Holding up a length of fibre-optic cable, he said if the world’s 6.5 billion people picked up a phone simultaneously, all of the conversations would take up only 88 per cent of the cable’s capacity.
Yes, the capacity for fibre is quite amazing. Few technologies are future proofed, but this as close as it gets.
Mr Isenberg said a full fibre network would also ensure New Zealand maintained a high level of global communications should borders be closed because of a global crisis such as a pandemic, or when oil reserves finally declined to the point where New Zealand was again dependent on shipping as its main international transport.
Our long-term future is as what David Skilling calls a “weightless economy”.
Financing such a network connecting all homes and business, according to his “back of the envelope” calculations, would call for about $4.2 billion, and a new subsea cable with 1000 times the current capacity of the Southern Cross cable, roughly $2 billion.

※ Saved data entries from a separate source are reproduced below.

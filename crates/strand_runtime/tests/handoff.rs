//! Integration tests for threads coordinating through a recursive lock.

use std::sync::{
    Arc,
    atomic::{AtomicBool, AtomicU32, Ordering},
    mpsc,
};
use std::time::Duration;

use strand_runtime::{RecursiveLock, RunState, ThreadHandle, ThreadOptions};

struct Shared {
    lock: RecursiveLock,
    counter: AtomicU32,
    signalled: AtomicBool,
}

impl Shared {
    fn new() -> Arc<Self> {
        Arc::new(Self {
            lock: RecursiveLock::new(),
            counter: AtomicU32::new(0),
            signalled: AtomicBool::new(false),
        })
    }
}

/// Worker A takes the lock, bumps the counter to 1, waits for a signal, then
/// bumps it to 2. The main thread plays B: it waits to see 1, signals, and
/// joins A.
#[test]
fn test_handoff_through_wait_and_signal() {
    let shared = Shared::new();

    let worker_shared = shared.clone();
    let mut worker = ThreadHandle::spawn(ThreadOptions::named("handoff-a"), move || {
        let shared = worker_shared;
        shared.lock.acquire(false);
        shared.counter.store(1, Ordering::Relaxed);
        shared.lock.wait_while(|| !shared.signalled.load(Ordering::Relaxed));
        shared.counter.store(2, Ordering::Relaxed);
        shared.lock.release(false);
    })
    .unwrap();

    loop {
        shared.lock.acquire(false);
        if shared.counter.load(Ordering::Relaxed) == 1 {
            break;
        }
        shared.lock.release(false);
        std::thread::yield_now();
    }
    shared.signalled.store(true, Ordering::Relaxed);
    shared.lock.send_signal();
    shared.lock.release(false);

    worker.join();
    assert_eq!(shared.counter.load(Ordering::Relaxed), 2);
    assert_eq!(worker.state(), RunState::Returned);
}

#[test]
fn test_join_makes_final_writes_visible() {
    let value = Arc::new(AtomicU32::new(0));
    let writer = value.clone();
    let mut handle = ThreadHandle::spawn(ThreadOptions::named("writer"), move || {
        writer.store(0xfeed, Ordering::Relaxed);
    })
    .unwrap();

    handle.join();
    assert_eq!(value.load(Ordering::Relaxed), 0xfeed);
}

#[test]
fn test_exit_after_releasing_lock_leaves_it_free() {
    let shared = Shared::new();
    let worker_shared = shared.clone();

    let mut handle = ThreadHandle::spawn(ThreadOptions::named("early-exit"), move || {
        let guard = worker_shared.lock.lock();
        worker_shared.counter.store(7, Ordering::Relaxed);
        drop(guard);
        strand_runtime::thread::exit();
    })
    .unwrap();

    handle.join();
    assert_eq!(handle.state(), RunState::Exited);
    assert_eq!(shared.counter.load(Ordering::Relaxed), 7);
    assert_eq!(shared.lock.owner(), None);
}

#[test]
fn test_guard_unwinds_with_exit() {
    let shared = Shared::new();
    let worker_shared = shared.clone();

    let mut handle = ThreadHandle::spawn(ThreadOptions::named("exit-under-lock"), move || {
        let _guard = worker_shared.lock.lock();
        strand_runtime::thread::exit();
    })
    .unwrap();

    handle.join();
    // The guard was dropped during the exit unwind, so the lock is free again.
    let guard = shared.lock.lock();
    assert_eq!(guard.depth(), 1);
}

#[test]
fn test_self_destructing_thread_needs_no_caller_action() {
    let (tx, rx) = mpsc::channel();
    ThreadHandle::spawn_detached(ThreadOptions::named("fire-and-forget"), move || {
        tx.send(strand_runtime::thread::current_name()).unwrap();
    })
    .unwrap();

    let name = rx.recv_timeout(Duration::from_secs(5)).unwrap();
    assert_eq!(name.as_deref(), Some("fire-and-forget"));
}

#[test]
fn test_many_waiters_all_wake_eventually() {
    const WAITERS: u32 = 4;

    let shared = Shared::new();
    let parked = Arc::new(AtomicU32::new(0));

    let mut handles: Vec<_> = (0..WAITERS)
        .map(|i| {
            let shared = shared.clone();
            let parked = parked.clone();
            ThreadHandle::spawn(ThreadOptions::named(format!("waiter-{i}")), move || {
                let guard = shared.lock.lock();
                parked.fetch_add(1, Ordering::Relaxed);
                guard.wait_while(|| !shared.signalled.load(Ordering::Relaxed));
                shared.counter.fetch_add(1, Ordering::Relaxed);
                guard.send_signal();
            })
            .unwrap()
        })
        .collect();

    loop {
        let guard = shared.lock.lock();
        if parked.load(Ordering::Relaxed) == WAITERS {
            shared.signalled.store(true, Ordering::Relaxed);
            guard.send_signal();
            break;
        }
        drop(guard);
        std::thread::yield_now();
    }

    for handle in &mut handles {
        handle.join();
    }
    assert_eq!(shared.counter.load(Ordering::Relaxed), WAITERS);
}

The result would be fibre-delivered TV and telephone services and 100 Mbps symmetrical broadband that would allow high-quality teleconferencing, which needs about 20 Mbps.
“There’s no reason New Zealand can’t build this network in five years. Japan did it. Amsterdam did it,” he said.
Nice to have an international expert confirm that the estimated cost and time-frame that National is talking about is within the right ballpark.